Many white South African citizens were also outraged at the government's actions in Soweto, and students from white universities marched in various parts of the country in protest to the killing of children. Workers went on strike and riots also broke out in townships in other cities in South Africa. Similar protests in Kagiso and Alexander led to police killing more people, 33 people died in various incidents in Port Elizabeth and 92 people had died in Cape Town during the months that followed . By year end more than 600 people had died. The continued clashes in the country and the shift in political consciousness resulted in acts of active citizenship that extended beyond the black communities. These acts led to economic instability in South Africa, and the devaluation of the rand, which left the apartheid government in a crisis.
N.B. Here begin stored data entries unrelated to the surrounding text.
//! Session state and the single event queue.
//!
//! Every mutation of session state goes through `Session::handle`, called
//! by the one consumer of the event queue. Background producers (boot
//! timers, the glitch pulse, the terminal input thread, the audio decode
//! thread) only ever send events.

use tokio::sync::mpsc::{ self, UnboundedReceiver, UnboundedSender };

use crate::boot::{ self, BootEvent, BootSequence, BootState };
use crate::command::MusicAction;
use crate::interpreter::{ Interpreter, Navigator };
use crate::playback::{ AudioResource, PlaybackState };
use crate::tasks::TaskSet;
use crate::theme::ThemeState;
use crate::window::{ GeometryState, Position, Size, WindowController };


/// Inbound event processed by the session.
#[derive( Debug, Clone, PartialEq, Eq )]
pub enum Event {
    // Prompt editing
    InputChar( char ),
    Backspace,
    Delete,
    CursorLeft,
    CursorRight,
    CursorHome,
    CursorEnd,
    SubmitInput,
    Submit( String ),

    // Direct controller calls
    ToggleMinimize,
    Drag( Position ),
    DragBy { dx: i32, dy: i32 },
    Close,
    Open,
    Resize( Size ),
    Music( MusicAction ),
    SelectTrack( usize ),
    SetTheme( String ),
    CycleFont,

    // Background notifications
    TrackEnded { source: String },
    Boot( BootEvent ),
    SkipBoot,
}


/// Read-only copy of everything the presentation layer paints.
#[derive( Debug, Clone, PartialEq, Eq )]
pub struct Snapshot {
    pub transcript: Vec<String>,
    pub input: String,
    pub cursor: usize,
    pub playback: PlaybackState,
    pub track_name: String,
    pub geometry: GeometryState,
    pub theme: ThemeState,
    pub font_key: &'static str,
    pub boot: BootState,
}


/// Creates the session event queue.
pub fn event_channel() -> ( UnboundedSender<Event>, UnboundedReceiver<Event> ) {
    mpsc::unbounded_channel()
}


/// Owns all session state, the event queue sender and background tasks.
pub struct Session<R: AudioResource, N: Navigator> {
    interpreter: Interpreter<R, N>,
    window: WindowController,
    boot: BootSequence,
    tasks: TaskSet,
    tx: UnboundedSender<Event>,
}


impl<R: AudioResource, N: Navigator> Session<R, N> {
    /// Creates a session posting background events to `tx`.
    ///
    /// `tx` is the sending half of `event_channel()`; producers created
    /// before the session (such as the audio resource) share it.
    pub fn new(
        interpreter: Interpreter<R, N>,
        window: WindowController,
        boot: BootSequence,
        tx: UnboundedSender<Event>,
    ) -> Self {
        Self {
            interpreter,
            window,
            boot,
            tasks: TaskSet::new(),
            tx,
        }
    }


    /// Spawns the boot timeline and, if enabled, the glitch noise task.
    ///
    /// Must be called from within a tokio runtime. Does nothing once the
    /// boot phase has ended.
    pub fn start_boot( &mut self, glitch: bool ) {
        if !self.boot.is_booting() {
            return;
        }

        self.tasks.spawn( boot::run_timeline( self.tx.clone(), self.boot.timeline() ) );
        if glitch {
            self.tasks.spawn( boot::run_glitch_noise( self.tx.clone() ) );
        }
    }


    /// Applies one event.
    ///
    /// While booting, only boot events are accepted.
    pub fn handle( &mut self, event: Event ) {
        match event {
            Event::Boot( boot_event ) => {
                self.boot.apply( boot_event );
                self.stop_boot_tasks_if_done();
                return;
            }
            Event::SkipBoot => {
                self.boot.skip();
                self.stop_boot_tasks_if_done();
                return;
            }
            Event::TrackEnded { ref source } => {
                self.interpreter.playback_mut().on_ended( source );
                return;
            }
            Event::Resize( bounds ) => {
                self.window.set_bounds( bounds );
                return;
            }
            _ if self.boot.is_booting() => {
                tracing::trace!( "Ignoring {:?} while booting", event );
                return;
            }
            _ => {}
        }

        match event {
            Event::InputChar( c ) => self.interpreter.input_mut().insert( c ),
            Event::Backspace => self.interpreter.input_mut().backspace(),
            Event::Delete => self.interpreter.input_mut().delete(),
            Event::CursorLeft => self.interpreter.input_mut().move_left(),
            Event::CursorRight => self.interpreter.input_mut().move_right(),
            Event::CursorHome => self.interpreter.input_mut().move_home(),
            Event::CursorEnd => self.interpreter.input_mut().move_end(),
            Event::SubmitInput => self.interpreter.submit_input(),
            Event::Submit( line ) => self.interpreter.submit( &line ),
            Event::ToggleMinimize => self.window.toggle_minimize(),
            Event::Drag( position ) => self.window.drag( position ),
            Event::DragBy { dx, dy } => self.window.drag_by( dx, dy ),
            Event::Close => self.window.close(),
            Event::Open => self.window.open(),
            Event::Music( action ) => {
                let playback = self.interpreter.playback_mut();
                match action {
                    MusicAction::Play => playback.play(),
                    MusicAction::Stop => playback.stop(),
                    MusicAction::Next => { playback.next(); }
                    MusicAction::Prev => { playback.prev(); }
                }
            }
            Event::SelectTrack( index ) => {
                let playback = self.interpreter.playback_mut();
                // Indices come from UI hit-testing; drop anything stale.
                if index < playback.tracks().len() {
                    playback.select_track( index );
                }
            }
            Event::SetTheme( key ) => {
                if let Err( e ) = self.interpreter.theme_cycler_mut().set_theme( &key ) {
                    tracing::warn!( "{}", e );
                }
            }
            Event::CycleFont => { self.interpreter.theme_cycler_mut().cycle_font(); }
            Event::Boot( _ )
            | Event::SkipBoot
            | Event::TrackEnded { .. }
            | Event::Resize( _ ) => {}
        }
    }


    fn stop_boot_tasks_if_done( &mut self ) {
        if !self.boot.is_booting() && !self.tasks.is_empty() {
            self.tasks.abort_all();
            tracing::debug!( "Boot tasks cancelled" );
        }
    }


    /// Cancels every background task.
    pub fn shutdown( &mut self ) {
        self.tasks.abort_all();
    }


    /// Copies out the state the presentation layer needs.
    pub fn snapshot( &self ) -> Snapshot {
        let playback = self.interpreter.playback();
        let theme = self.interpreter.theme_cycler();
        let input = self.interpreter.input();

        Snapshot {
            transcript: self.interpreter.transcript().to_vec(),
            input: input.content().to_string(),
            cursor: input.cursor_char_pos(),
            playback: playback.state(),
            track_name: playback.current_track().name.clone(),
            geometry: self.window.state(),
            theme: theme.state(),
            font_key: theme.font_key(),
            boot: self.boot.state(),
        }
    }


    pub fn is_booting( &self ) -> bool {
        self.boot.is_booting()
    }


    pub fn window( &self ) -> &WindowController {
        &self.window
    }


    pub fn interpreter( &self ) -> &Interpreter<R, N> {
        &self.interpreter
    }
}


#[cfg( test )]
mod tests {
    use super::*;
    use crate::boot::BOOT_STEPS;
    use crate::interpreter::testing::RecordingNavigator;
    use crate::playback::testing::{ tracks, FakeAudio };
    use crate::playback::PlaybackController;
    use crate::theme::{ Theme, ThemeCycler };


    type TestSession = Session<FakeAudio, RecordingNavigator>;


    fn session( boot: BootSequence ) -> ( TestSession, UnboundedReceiver<Event> ) {
        let playback = PlaybackController::new( FakeAudio::default(), tracks() ).unwrap();
        let interpreter = Interpreter::new( ThemeCycler::default(), playback, RecordingNavigator::default() );
        let ( tx, rx ) = event_channel();
        ( Session::new( interpreter, WindowController::new( Size::new( 120, 40 ) ), boot, tx ), rx )
    }


    fn booted() -> TestSession {
        session( BootSequence::finished( BOOT_STEPS ) ).0
    }


    #[test]
    fn test_typing_and_submit() {
        let mut session = booted();
        for c in "theme light".chars() {
            session.handle( Event::InputChar( c ) );
        }
        session.handle( Event::SubmitInput );

        let snapshot = session.snapshot();
        assert_eq!( snapshot.theme.theme, Theme::Light );
        assert_eq!( snapshot.transcript, [ "> theme light", "Theme set to light" ] );
        assert!( snapshot.input.is_empty() );
    }


    #[test]
    fn test_input_ignored_while_booting() {
        let ( mut session, _rx ) = session( BootSequence::new( BOOT_STEPS ) );
        session.handle( Event::Submit( "help".into() ) );
        session.handle( Event::ToggleMinimize );
        assert!( session.snapshot().transcript.is_empty() );
        assert!( !session.snapshot().geometry.minimized );

        session.handle( Event::SkipBoot );
        session.handle( Event::Submit( "help".into() ) );
        assert_eq!( session.snapshot().transcript.len(), 2 );
    }


    #[test]
    fn test_close_keeps_state() {
        let mut session = booted();
        session.handle( Event::Submit( "theme amber".into() ) );
        session.handle( Event::Music( MusicAction::Next ) );
        session.handle( Event::Close );
        assert!( !session.snapshot().geometry.visible );

        session.handle( Event::Open );
        let snapshot = session.snapshot();
        assert!( snapshot.geometry.visible );
        assert_eq!( snapshot.theme.theme, Theme::Amber );
        assert_eq!( snapshot.playback.current_track, 1 );
        assert_eq!( snapshot.transcript.len(), 2 );
    }


    #[test]
    fn test_track_ended_event() {
        let mut session = booted();
        session.handle( Event::Music( MusicAction::Play ) );
        session.handle( Event::TrackEnded { source: "lofi.mp3".into() } );
        assert_eq!( session.snapshot().playback, PlaybackState { current_track: 0, is_playing: false } );
    }


    #[test]
    fn test_select_track_out_of_range_is_dropped() {
        let mut session = booted();
        session.handle( Event::SelectTrack( 2 ) );
        session.handle( Event::SelectTrack( 42 ) );
        assert_eq!( session.snapshot().playback.current_track, 2 );
        assert_eq!( session.snapshot().track_name, "Ambient" );
    }


    #[test]
    fn test_resize_clamps_window() {
        let mut session = booted();
        session.handle( Event::Drag( Position { x: 999, y: 999 } ) );
        session.handle( Event::Resize( Size::new( 80, 24 ) ) );
        assert_eq!( session.snapshot().geometry.position, Position { x: 8, y: 4 } );
    }


    #[tokio::test( start_paused = true )]
    async fn test_boot_runs_to_completion() {
        let ( mut session, mut rx ) = session( BootSequence::new( BOOT_STEPS ) );
        session.start_boot( true );

        let mut last_progress = 0;
        while session.is_booting() {
            let event = rx.recv().await.unwrap();
            session.handle( event );
            let progress = session.snapshot().boot.progress;
            assert!( progress >= last_progress );
            last_progress = progress;
        }

        let boot = session.snapshot().boot;
        assert_eq!( boot.progress, 100 );
        assert_eq!( boot.message, "System ready." );
        assert!( !boot.glitch_active );

        // Late events from aborted tasks never revive the boot phase.
        session.handle( Event::Boot( BootEvent::Noise( true ) ) );
        assert!( !session.snapshot().boot.glitch_active );
        assert!( !session.is_booting() );
    }
}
Although the Black Consciousness ideas had been essential for the protest action, further struggles against apartheid were carried out under the auspices of the existing liberation movements such as the African National Congress (ANC) and the Pan African Congress (PAC). These liberation movements had been banned by the apartheid government, but were fighting underground and operated from outside of South Africa, in Zimbabwe, Namibia, Tanzania and Angola etc. After the June 16 massacre, ANC exiles called for international action and more economic sanctions against South Africa and images of the riots spread, shocking millions all over the world. Sam Nzima's photograph of Hector Peterson brought down international criticism upon the Apartheid government, forcing it to consider shifting towards benign forms apartheid.
Fast forward to present day South Africa and you realise that, actually, not much has changed. The streets are still on fire, young people are still throwing stones and the police are still killing them. The recent killing of Andries Tatane and the photograph of his last moments has been likened to that famous image of Hector Peterson's dying moments on June 16, 1976. On the 13th of April 2011, Tatane, an unemployed youth and a leader of the Meqheleng Concerned Citizens (MCC) group, a volunteer-based group with no party affiliations, was killed by police during a service delivery march in Ficksburg. The marchers were outraged that parts of the area have been without water for more than three years. A construction failure on a new development had also led to sewage spilling out onto the streets.
Tatane, a dropout from both the University of Cape Town (UCT), where he pursued media studies; and Wits where he attempted psychology, had no formal training as a teacher but he helped learners in Ficksburg with mathematics. He had launched the 'I Can Learn Academy', where he offered extramural classes, cleaning services, a car wash and a catering operation. A 'Jack-of-all-trades'Â, Tatane always pursued community-based business opportunities, however, at no particular time did he receive support from government youth development initiatives such as the NYDA. Even though he managed to enrol at prestigious institutions such as UCT and WITS, like most black South African students who enrol at such institutions, he could not complete his studies. Today Tatane is revered as 'a beautiful fighter, whose death shall not be in vain'Â on a facebook page dedicated to his memory.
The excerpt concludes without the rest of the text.